- A single manipulated packet can cause a website to mix up user sessions, leak confidential info, or serve poisoned content that infects everyone who visits.
- After two decades of attempted patches, the protocol remains fundamentally unsafe whenever proxies or shared connections are involved.
- Until full HTTP/2 support arrives everywhere, organisations need to aggressively sanitise incoming requests and routinely scan for lurking vulnerabilities.
BENGALURU: Just because a website uses shiny new security badges on the surface doesn’t mean it’s locked up tight behind the scenes.
Recent research has unveiled a worrying reality under the hood: millions of websites, even those behind cutting-edge proxies and cloud platforms, are silently backsliding to the outdated HTTP/1.1 protocol somewhere along the request chain. This isn’t just a touch of technical debt—it’s a cybercriminal’s dream come true.
How traffic flows
When you click on a website in 2025, your request doesn’t go straight to its destination.
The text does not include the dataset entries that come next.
// SPDX-License-Identifier: BUSL-1.1
// Copyright (c) 2026 Alfred Jean LLC

//! Error types for the remote backend

use relay_adapters::{LockError, PackError, PromptError, RemoteError};
use relay_core::{ApiVersion, Capability, MappingError};
use thiserror::Error;

/// One reason an operation cannot be run remotely
#[derive(Debug, Clone, PartialEq, Eq, Error)]
pub enum Violation {
    #[error("insufficient rights to {action} in workspace \"{workspace}\"")]
    InsufficientPermission {
        action: &'static str,
        workspace: String,
    },
    #[error(
        "custom parallelism values are currently not supported: remote runs always use parallelism {default}, but {requested} was requested"
    )]
    UnsupportedParallelism { requested: u32, default: u32 },
    #[error("{what} is not supported with remote execution")]
    UnsupportedArtifact { what: &'static str },
    #[error("no configuration files found; a configuration directory is required unless planning a destroy")]
    NoConfiguration,
    #[error(
        "{capability} ({option}) requires remote API version {required} or later, but the service reports {actual}"
    )]
    UnsupportedOnApiVersion {
        capability: Capability,
        option: &'static str,
        required: ApiVersion,
        actual: String,
    },
    #[error("workspace \"{workspace}\" is connected to a VCS repository; apply runs must be started from the service")]
    VcsConnectedApply { workspace: String },
    #[error("workspace \"{workspace}\" is configured for local execution and cannot run operations remotely")]
    LocalExecutionMode { workspace: String },
    #[error("value for undeclared variable \"{name}\" was given on the command line")]
    UndeclaredVariable { name: String },
}

/// Every violation found while validating an operation
#[derive(Debug, Clone, PartialEq, Eq, Error)]
#[error("{}", render(.0))]
pub struct ValidationErrors(pub Vec<Violation>);

fn render(violations: &[Violation]) -> String {
    match violations {
        [only] => format!("operation rejected: {}", only),
        many => {
            let mut text = format!("operation rejected ({} problems):", many.len());
            for v in many {
                text.push_str("\n  - ");
                text.push_str(&v.to_string());
            }
            text
        }
    }
}

/// Errors that end a remote operation
#[derive(Debug, Error)]
pub enum BackendError {
    #[error(transparent)]
    UnsupportedWorkspaceOperation(#[from] MappingError),
    #[error(transparent)]
    Validation(#[from] ValidationErrors),
    #[error("error acquiring the state lock: {0}")]
    Lock(#[from] LockError),
    #[error(transparent)]
    Remote(#[from] RemoteError),
    #[error("failed to package configuration: {0}")]
    Pack(#[from] PackError),
    #[error(transparent)]
    Prompt(#[from] PromptError),
    #[error("failed to prepare configuration directory: {0}")]
    Io(#[from] std::io::Error),
    #[error("configuration upload did not complete after {attempts} status checks")]
    UploadTimeout { attempts: u32 },
    #[error("configuration version errored: {0}")]
    UploadErrored(String),
    #[error("cost estimation was canceled")]
    CostEstimateCanceled,
    #[error("Apply discarded.")]
    ApplyDiscarded,
    /// Graceful stop was requested; the remote run may still need canceling
    #[error("operation stopped")]
    Stopped,
    /// Hard cancel: local waiting was abandoned
    #[error("operation canceled")]
    Canceled,
}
It bounces around—from your browser, through content delivery networks, load balancers, proxies, and then finally hits the website’s back-end servers.
Somewhere along this relay, if one component only speaks the old HTTP/1.1, the whole secure foundation can be undermined.
PortSwigger, the well-known application security firm, threw a spotlight on this issue. They found that over 24 million websites—yes, even big corporate ones—still downgrade requests to HTTP/1.1, despite advertising modern security up front. This isn’t just nostalgia for the early 2000s; it’s a recipe for disaster.
The fatal flaw: Request smuggling
So, what makes HTTP/1.1 so risky? In a word: ambiguity. The protocol simply lumps requests together on a TCP connection, with multiple ways to specify where one ends and the next begins. That means hackers can trigger so-called “request smuggling” attacks, slipping malicious requests between legitimate ones.
Suddenly, servers have no idea which data belongs to which user—a perfect opening for session hijacking, data theft, or worse.
Cybersecurity researcher James Kettle, from PortSwigger, revealed all this at Black Hat USA and DEF CON—earning hefty bug bounty rewards in the process. The flaw is so severe that a single manipulated packet can cause a website to mix up user sessions, leak confidential info, or serve poisoned content that infects everyone who visits.
Just imagine: logging in to your favourite online store and landing in another customer’s account instead, or having every page you load laced with credit card-stealing code.
Why are we still using HTTP/1.1?
Alarmingly, the inertia isn’t just on small-time web hosts. Major cloud service providers like Google and Cloudflare still default to HTTP/1.1 internally unless admins painstakingly reconfigure every layer.
The industry’s mainstay front-ends—Nginx, Akamai, Fastly, CloudFront—often lack full upstream HTTP/2 support, making upgrades a real challenge.
Website operators can’t just flip a magic switch and hope for safety. Every component in the chain, from CDN to app server, must support the newer protocols and be configured to reject risky, ambiguous requests. That’s rarely the default, and it requires technical finesse that many organisations lack.
This isn’t theory—attackers have already shown how devastating these flaws can be. Security researchers demonstrated successful request smuggling hacks against giants like PayPal, exposing unencrypted passwords and siphoning off bug bounties for their trouble. The ease with which such bugs can be exploited is alarming: all it takes is a tiny inconsistency between how two servers interpret an HTTP request.
For example, if a request headers both a “Content-Length” and a “Transfer-Encoding: chunked” flag, different parts of the server chain might read the data differently. An attacker can send a malformed payload that one server thinks is over—and another server keeps reading. The result? Malicious code gets silently attached to a victim’s request.
Can we fix HTTP/1.1?
Not really, says Kettle. After two decades of attempted patches, the protocol remains fundamentally unsafe whenever proxies or shared connections are involved. “If we want a secure web, HTTP/1.1 must die,” he warns.
While it’s still safe for straight, direct client-server connections, the web is rarely that simple nowadays.
Until full HTTP/2 support arrives everywhere, organisations need to aggressively sanitise incoming requests and routinely scan for lurking vulnerabilities.
PortSwigger’s latest HTTP Request Smuggler tool even automates the search for hidden flaws, but that’s just playing catch-up.
No matter how pretty a website looks or how many security logos it displays, it could still be vulnerable deep in its infrastructure. Any delay just gives hackers more opportunities to slip through the cracks.